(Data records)
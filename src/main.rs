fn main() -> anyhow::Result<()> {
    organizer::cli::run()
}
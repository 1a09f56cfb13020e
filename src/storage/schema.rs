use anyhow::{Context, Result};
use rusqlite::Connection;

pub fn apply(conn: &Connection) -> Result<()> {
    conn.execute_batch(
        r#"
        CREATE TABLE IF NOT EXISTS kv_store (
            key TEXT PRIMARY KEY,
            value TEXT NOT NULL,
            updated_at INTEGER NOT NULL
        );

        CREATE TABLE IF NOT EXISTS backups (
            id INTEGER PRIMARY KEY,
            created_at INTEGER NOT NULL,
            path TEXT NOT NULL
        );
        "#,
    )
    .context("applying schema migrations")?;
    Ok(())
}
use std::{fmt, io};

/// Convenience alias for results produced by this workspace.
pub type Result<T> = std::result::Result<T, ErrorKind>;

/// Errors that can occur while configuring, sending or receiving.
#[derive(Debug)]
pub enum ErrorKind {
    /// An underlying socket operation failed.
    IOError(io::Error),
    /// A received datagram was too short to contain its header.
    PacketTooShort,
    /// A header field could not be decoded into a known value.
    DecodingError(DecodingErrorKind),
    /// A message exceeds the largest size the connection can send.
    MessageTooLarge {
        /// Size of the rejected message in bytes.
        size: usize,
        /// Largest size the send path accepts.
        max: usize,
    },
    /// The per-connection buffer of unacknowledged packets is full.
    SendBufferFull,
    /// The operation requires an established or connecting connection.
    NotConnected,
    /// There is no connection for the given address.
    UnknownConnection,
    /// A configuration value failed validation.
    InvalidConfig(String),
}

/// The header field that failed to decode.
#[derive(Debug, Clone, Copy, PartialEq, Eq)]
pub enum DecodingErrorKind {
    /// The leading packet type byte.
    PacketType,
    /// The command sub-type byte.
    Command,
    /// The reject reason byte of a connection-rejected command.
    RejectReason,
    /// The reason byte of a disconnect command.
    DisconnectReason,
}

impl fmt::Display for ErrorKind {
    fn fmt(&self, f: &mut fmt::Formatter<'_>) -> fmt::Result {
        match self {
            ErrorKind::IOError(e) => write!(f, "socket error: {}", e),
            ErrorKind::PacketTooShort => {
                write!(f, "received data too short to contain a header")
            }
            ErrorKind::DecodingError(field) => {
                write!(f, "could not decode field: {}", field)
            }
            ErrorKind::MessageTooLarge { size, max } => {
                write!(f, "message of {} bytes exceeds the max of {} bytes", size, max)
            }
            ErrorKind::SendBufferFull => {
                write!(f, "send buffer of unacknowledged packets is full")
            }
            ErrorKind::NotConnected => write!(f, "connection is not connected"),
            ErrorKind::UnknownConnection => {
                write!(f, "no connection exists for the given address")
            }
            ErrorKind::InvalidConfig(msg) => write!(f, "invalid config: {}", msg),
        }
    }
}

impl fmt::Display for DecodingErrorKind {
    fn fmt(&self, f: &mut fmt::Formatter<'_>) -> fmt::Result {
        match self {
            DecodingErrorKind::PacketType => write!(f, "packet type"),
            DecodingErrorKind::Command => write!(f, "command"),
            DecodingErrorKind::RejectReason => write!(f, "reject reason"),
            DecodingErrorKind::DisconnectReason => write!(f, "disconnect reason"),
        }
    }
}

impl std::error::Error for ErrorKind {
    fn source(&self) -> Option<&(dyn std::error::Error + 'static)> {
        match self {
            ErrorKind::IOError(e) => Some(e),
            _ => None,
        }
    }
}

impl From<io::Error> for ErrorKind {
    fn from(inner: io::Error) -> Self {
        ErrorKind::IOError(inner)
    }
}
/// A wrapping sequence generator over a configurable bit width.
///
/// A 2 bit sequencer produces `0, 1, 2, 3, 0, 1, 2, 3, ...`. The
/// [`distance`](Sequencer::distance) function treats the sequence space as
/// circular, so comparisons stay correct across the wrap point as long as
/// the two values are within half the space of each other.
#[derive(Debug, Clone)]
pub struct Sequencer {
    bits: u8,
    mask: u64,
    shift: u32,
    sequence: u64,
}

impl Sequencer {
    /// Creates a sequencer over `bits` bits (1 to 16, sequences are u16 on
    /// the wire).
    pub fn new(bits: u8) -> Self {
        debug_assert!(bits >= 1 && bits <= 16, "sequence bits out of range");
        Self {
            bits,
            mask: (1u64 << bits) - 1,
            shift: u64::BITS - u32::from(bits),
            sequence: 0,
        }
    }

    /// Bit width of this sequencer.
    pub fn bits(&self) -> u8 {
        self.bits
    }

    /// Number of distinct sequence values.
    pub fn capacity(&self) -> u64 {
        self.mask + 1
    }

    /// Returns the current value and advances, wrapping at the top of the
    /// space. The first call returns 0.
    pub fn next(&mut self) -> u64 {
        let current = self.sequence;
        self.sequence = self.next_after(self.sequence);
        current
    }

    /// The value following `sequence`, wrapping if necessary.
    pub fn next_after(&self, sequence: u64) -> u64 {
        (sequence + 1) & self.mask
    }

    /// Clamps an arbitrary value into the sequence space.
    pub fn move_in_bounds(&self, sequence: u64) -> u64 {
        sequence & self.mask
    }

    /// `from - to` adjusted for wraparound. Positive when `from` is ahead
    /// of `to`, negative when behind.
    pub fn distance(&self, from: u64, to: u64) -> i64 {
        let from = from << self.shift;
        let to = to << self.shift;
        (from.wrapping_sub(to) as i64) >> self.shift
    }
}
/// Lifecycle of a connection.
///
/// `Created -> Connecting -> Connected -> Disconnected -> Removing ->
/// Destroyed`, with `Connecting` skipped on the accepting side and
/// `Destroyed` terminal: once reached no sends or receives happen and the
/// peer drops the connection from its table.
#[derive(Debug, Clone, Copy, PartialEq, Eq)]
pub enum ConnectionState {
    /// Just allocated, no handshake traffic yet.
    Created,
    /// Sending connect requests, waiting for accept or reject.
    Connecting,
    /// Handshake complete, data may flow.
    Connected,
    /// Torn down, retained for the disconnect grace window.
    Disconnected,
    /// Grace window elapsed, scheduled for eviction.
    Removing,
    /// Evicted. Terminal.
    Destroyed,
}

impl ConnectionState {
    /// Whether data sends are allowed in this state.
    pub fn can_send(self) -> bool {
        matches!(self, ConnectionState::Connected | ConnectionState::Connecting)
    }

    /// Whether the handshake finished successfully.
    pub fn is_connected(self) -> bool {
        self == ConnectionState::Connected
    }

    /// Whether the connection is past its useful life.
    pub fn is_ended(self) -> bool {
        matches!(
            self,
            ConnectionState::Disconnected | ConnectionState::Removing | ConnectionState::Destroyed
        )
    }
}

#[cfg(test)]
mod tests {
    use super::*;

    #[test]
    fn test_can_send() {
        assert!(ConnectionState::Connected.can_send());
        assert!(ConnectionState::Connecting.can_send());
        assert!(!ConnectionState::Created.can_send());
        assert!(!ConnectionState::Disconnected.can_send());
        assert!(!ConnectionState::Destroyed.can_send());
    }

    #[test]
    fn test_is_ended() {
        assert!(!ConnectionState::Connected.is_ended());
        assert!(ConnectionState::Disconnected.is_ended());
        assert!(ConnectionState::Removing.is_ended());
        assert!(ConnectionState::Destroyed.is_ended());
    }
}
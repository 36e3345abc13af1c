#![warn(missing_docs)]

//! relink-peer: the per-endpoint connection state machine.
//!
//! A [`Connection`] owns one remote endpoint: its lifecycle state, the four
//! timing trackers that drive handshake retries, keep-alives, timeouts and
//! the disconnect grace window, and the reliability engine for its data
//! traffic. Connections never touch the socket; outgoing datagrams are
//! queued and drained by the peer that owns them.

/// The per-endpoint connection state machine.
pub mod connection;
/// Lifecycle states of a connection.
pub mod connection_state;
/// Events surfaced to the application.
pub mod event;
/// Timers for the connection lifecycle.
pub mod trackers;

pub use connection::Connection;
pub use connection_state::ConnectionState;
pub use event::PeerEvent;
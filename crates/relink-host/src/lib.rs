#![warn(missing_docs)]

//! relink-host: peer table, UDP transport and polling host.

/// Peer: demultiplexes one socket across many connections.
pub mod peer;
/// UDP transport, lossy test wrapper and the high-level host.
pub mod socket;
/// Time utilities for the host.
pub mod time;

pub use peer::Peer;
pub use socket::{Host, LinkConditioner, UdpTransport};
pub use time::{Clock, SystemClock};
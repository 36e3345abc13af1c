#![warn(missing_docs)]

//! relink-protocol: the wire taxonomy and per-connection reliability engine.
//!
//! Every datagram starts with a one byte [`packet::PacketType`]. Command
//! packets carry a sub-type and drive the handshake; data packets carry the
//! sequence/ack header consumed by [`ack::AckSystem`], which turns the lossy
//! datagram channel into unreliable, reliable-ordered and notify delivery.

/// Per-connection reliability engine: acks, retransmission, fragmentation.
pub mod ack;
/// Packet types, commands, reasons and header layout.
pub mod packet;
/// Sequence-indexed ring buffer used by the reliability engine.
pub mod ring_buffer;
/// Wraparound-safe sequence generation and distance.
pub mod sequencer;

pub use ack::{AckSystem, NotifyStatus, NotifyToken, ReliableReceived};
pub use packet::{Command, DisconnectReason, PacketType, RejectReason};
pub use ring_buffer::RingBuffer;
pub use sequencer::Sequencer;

**Exercise description**
Only those lines of the entries above that run from the line containing "disconnect grace window." to the line containing "pub fn is_connected(self)", both included, should be transcribed exactly.

**Answer space**
    /// Torn down, retained for the disconnect grace window.
    Disconnected,
    /// Grace window elapsed, scheduled for eviction.
    Removing,
    /// Evicted. Terminal.
    Destroyed,
}

impl ConnectionState {
    /// Whether data sends are allowed in this state.
    pub fn can_send(self) -> bool {
        matches!(self, ConnectionState::Connected | ConnectionState::Connecting)
    }

    /// Whether the handshake finished successfully.
    pub fn is_connected(self) -> bool {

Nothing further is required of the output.